By default, new SharePoint sites start with a News web part that allows you to create articles, informing viewers as to what is going on with your project. I recommend you embrace the use of this web part and update it frequently. You might even ask various team members to take a run at creating regular stories to share with others.
For example, if you are running a site to launch a new product, you might run a news story about a contest to help with product packaging, post an exciting video about the new product, or announce important upcoming release dates.
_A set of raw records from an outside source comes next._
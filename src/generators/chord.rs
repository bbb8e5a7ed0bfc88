// Copyright (c) 2026 Robert L. Snyder, Sierra Vista, AZ
// Licensed under the MIT License. See LICENSE file in the project root for details.

//! Chord progressions and the harmony track.
//!
//! The progression is planned once per composition and shared by the
//! harmony and bass generators. The chord-complexity parameter selects the
//! progression tier and the chance of stacking sevenths and ninths.

use rand::seq::SliceRandom;
use rand::Rng;
use rand_chacha::ChaCha8Rng;

use super::rhythm::{step_tick, strength_of};
use super::{Generator, GeneratorContext};
use crate::engine::composition::NoteEvent;
use crate::music::TimeSignature;

/// Progressions as zero-based scale degrees, by complexity tier
const SIMPLE_PROGRESSIONS: [[i32; 4]; 3] = [[0, 3, 4, 0], [0, 4, 3, 4], [0, 3, 0, 4]];
const POP_PROGRESSIONS: [[i32; 4]; 3] = [[0, 5, 3, 4], [0, 4, 5, 3], [5, 3, 0, 4]];
const JAZZ_PROGRESSIONS: [[i32; 4]; 3] = [[1, 4, 0, 5], [0, 5, 1, 4], [2, 5, 1, 4]];

/// One chord of the planned progression
#[derive(Debug, Clone, Copy, PartialEq)]
pub struct PlannedChord {
    /// Zero-based scale degree of the chord root
    pub degree: i32,
    pub start_tick: u64,
    pub end_tick: u64,
    pub seventh: bool,
    pub ninth: bool,
}

impl PlannedChord {
    /// Scale degrees of the chord tones, stacked in thirds from the root
    pub fn tones(&self) -> Vec<i32> {
        let mut tones = vec![self.degree, self.degree + 2, self.degree + 4];
        if self.seventh {
            tones.push(self.degree + 6);
        }
        if self.ninth {
            tones.push(self.degree + 8);
        }
        tones
    }
}

/// Pick the degree pattern for a chord complexity
pub fn progression_for(complexity: f64, rng: &mut ChaCha8Rng) -> [i32; 4] {
    let tier: &[[i32; 4]] = if complexity < 0.3 {
        &SIMPLE_PROGRESSIONS
    } else if complexity < 0.6 {
        &POP_PROGRESSIONS
    } else {
        &JAZZ_PROGRESSIONS
    };
    tier.choose(rng).copied().unwrap_or([0, 3, 4, 0])
}

/// Plan the chords for a whole composition.
///
/// One chord per bar; complex harmony in long bars changes chord every
/// half bar. Sevenths are added with probability `complexity` and ninths
/// (on top of a seventh) with probability `complexity` again.
pub fn plan_progression(
    complexity: f64,
    ts: &TimeSignature,
    ppqn: u32,
    bars: u32,
    rng: &mut ChaCha8Rng,
) -> Vec<PlannedChord> {
    let complexity = complexity.clamp(0.0, 1.0);
    let pattern = progression_for(complexity, rng);
    let bar_ticks = ts.ticks_per_bar(ppqn);
    let per_bar: u64 = if complexity >= 0.6 && ts.steps_per_bar() >= 16 { 2 } else { 1 };
    let span = bar_ticks / per_bar;

    (0..bars as u64 * per_bar)
        .map(|i| {
            let seventh = rng.gen_bool(complexity);
            let ninth = seventh && rng.gen_bool(complexity);
            let end_tick = if i + 1 == bars as u64 * per_bar {
                bar_ticks * bars as u64
            } else {
                (i + 1) * span
            };
            PlannedChord {
                degree: pattern[(i % 4) as usize],
                start_tick: i * span,
                end_tick,
                seventh,
                ninth,
            }
        })
        .collect()
}

/// Configuration for the harmony generator
#[derive(Debug, Clone)]
struct ChordConfig {
    /// Base octave of the voicing
    base_octave: i8,
    /// Share of the gap to the next hit that a chord sustains
    gate: f64,
}

impl Default for ChordConfig {
    fn default() -> Self {
        Self {
            base_octave: 3,
            gate: 0.9,
        }
    }
}

/// Harmony track generator: comps the planned chords on a beat grid
pub struct ChordGenerator {
    config: ChordConfig,
}

impl ChordGenerator {
    pub fn new() -> Self {
        Self {
            config: ChordConfig::default(),
        }
    }

    /// Hit positions (absolute steps) inside one chord span
    fn comp_steps(&self, ctx: &GeneratorContext, chord: &PlannedChord, rng: &mut ChaCha8Rng) -> Vec<u64> {
        let tps = ctx.ticks_per_step();
        let first = chord.start_tick / tps;
        let last = chord.end_tick.div_ceil(tps);
        let beat = ctx.time_signature.steps_per_beat().max(1) as u64;
        let density = ctx.profile.note_density;
        let syncopation = ctx.profile.syncopation;

        let mut steps = vec![first];
        let mut step = first + beat;
        while step < last {
            if rng.gen_bool((0.2 + 0.7 * density).clamp(0.0, 1.0)) {
                // Push the hit onto the preceding off-beat
                let pushed = beat >= 2 && rng.gen_bool(syncopation * 0.6);
                steps.push(if pushed { step - beat / 2 } else { step });
            }
            step += beat;
        }
        steps.dedup();
        steps
    }
}

impl Default for ChordGenerator {
    fn default() -> Self {
        Self::new()
    }
}

impl Generator for ChordGenerator {
    fn generate(&mut self, ctx: &GeneratorContext, rng: &mut ChaCha8Rng) -> Vec<NoteEvent> {
        let reference = ctx.scale.root_pitch(self.config.base_octave);
        let mut events = Vec::new();

        for chord in ctx.progression {
            let steps = self.comp_steps(ctx, chord, rng);
            let pitches: Vec<u8> = chord
                .tones()
                .into_iter()
                .map(|degree| ctx.scale.pitch_at(reference, degree))
                .collect();

            for (i, &step) in steps.iter().enumerate() {
                let start = step_tick(ctx, step).max(chord.start_tick);
                let next = steps
                    .get(i + 1)
                    .map(|&s| step_tick(ctx, s))
                    .unwrap_or(chord.end_tick);
                let span = next.saturating_sub(start);
                let duration = ((span as f64 * self.config.gate) as u64).max(1);
                let level = 0.3 + 0.5 * strength_of(ctx, step) + rng.gen_range(-0.08..0.08);
                let velocity = ctx.velocity_for(level);

                for &pitch in &pitches {
                    events.push(NoteEvent::new(pitch, velocity, start, duration));
                }
            }
        }
        events
    }

    fn name(&self) -> &str {
        "chord"
    }
}

#[cfg(test)]
mod tests {
    use super::super::test_support::with_context;
    use super::*;
    use rand::SeedableRng;

    #[test]
    fn test_progression_tiers() {
        let mut rng = ChaCha8Rng::seed_from_u64(1);
        assert!(SIMPLE_PROGRESSIONS.contains(&progression_for(0.1, &mut rng)));
        assert!(POP_PROGRESSIONS.contains(&progression_for(0.45, &mut rng)));
        assert!(JAZZ_PROGRESSIONS.contains(&progression_for(0.9, &mut rng)));
    }

    #[test]
    fn test_plan_covers_composition() {
        let mut rng = ChaCha8Rng::seed_from_u64(2);
        let ts = TimeSignature::COMMON;
        let plan = plan_progression(0.2, &ts, 480, 8, &mut rng);
        assert_eq!(plan.len(), 8);
        assert_eq!(plan[0].start_tick, 0);
        assert_eq!(plan.last().unwrap().end_tick, 8 * 1920);
        for pair in plan.windows(2) {
            assert_eq!(pair[0].end_tick, pair[1].start_tick);
        }
    }

    #[test]
    fn test_complex_harmony_changes_twice_per_bar() {
        let mut rng = ChaCha8Rng::seed_from_u64(2);
        let plan = plan_progression(0.9, &TimeSignature::COMMON, 480, 4, &mut rng);
        assert_eq!(plan.len(), 8);
    }

    #[test]
    fn test_zero_complexity_has_plain_triads() {
        let mut rng = ChaCha8Rng::seed_from_u64(5);
        let plan = plan_progression(0.0, &TimeSignature::COMMON, 480, 16, &mut rng);
        assert!(plan.iter().all(|c| !c.seventh && !c.ninth));
        assert!(plan.iter().all(|c| c.tones().len() == 3));
    }

    #[test]
    fn test_ninth_implies_seventh() {
        let mut rng = ChaCha8Rng::seed_from_u64(11);
        let plan = plan_progression(0.8, &TimeSignature::COMMON, 480, 32, &mut rng);
        assert!(plan.iter().all(|c| !c.ninth || c.seventh));
        assert!(plan.iter().any(|c| c.seventh));
    }

    #[test]
    fn test_chord_generator_stays_in_chord_spans() {
        with_context("pop", |ctx| {
            let mut gen = ChordGenerator::new();
            let notes = gen.generate(ctx, &mut ChaCha8Rng::seed_from_u64(4));
            assert!(!notes.is_empty());
            for n in &notes {
                let chord = ctx.chord_at(n.start_tick).unwrap();
                assert!(n.start_tick + n.duration_ticks <= chord.end_tick);
                assert!(ctx.scale.contains_midi(n.pitch));
            }
        });
    }
}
The one thing I am not a fan of with the news web part is Microsoft populates it with "news" stories designed to show you how to use the news web part. From my experience, the only way to remove those fake news stories is to populate it with your own, so you should have four news stories ready to go when you first create the site.
Add tasks to the site
Companies use SharePoint sites for many things. For example, HR might have a site to list their policies and post the holiday calendar, and IT may have a site to open a help-desk ticket. Since this article and related video is focusing on teams, it goes to reason you probably want to create some tasks.
With SharePoint, you can easily create a task list, then assign start dates, due dates, and people.
While these topics are for another article, you should know Microsoft has deep integration with tasks. For example, you can view, update, and sometimes create tasks using:
- Microsoft Project.
- Microsoft Outlook.
- Microsoft Project Online.
Keeping the homepage fresh with news stories and tracking people's work are probably the two most important things you regularly do on a SharePoint team site, but there is a lot more. For example, in other articles (and videos), I will show you how to create document libraries to track important documents and use version control. I will also show you some more advanced topics like creating SharePoint lists and making them available as apps on phones and tablets.
For now, get that team site up and running. You will find having a single source for all your project's information is incredibly helpful and reduces confusion with your project team.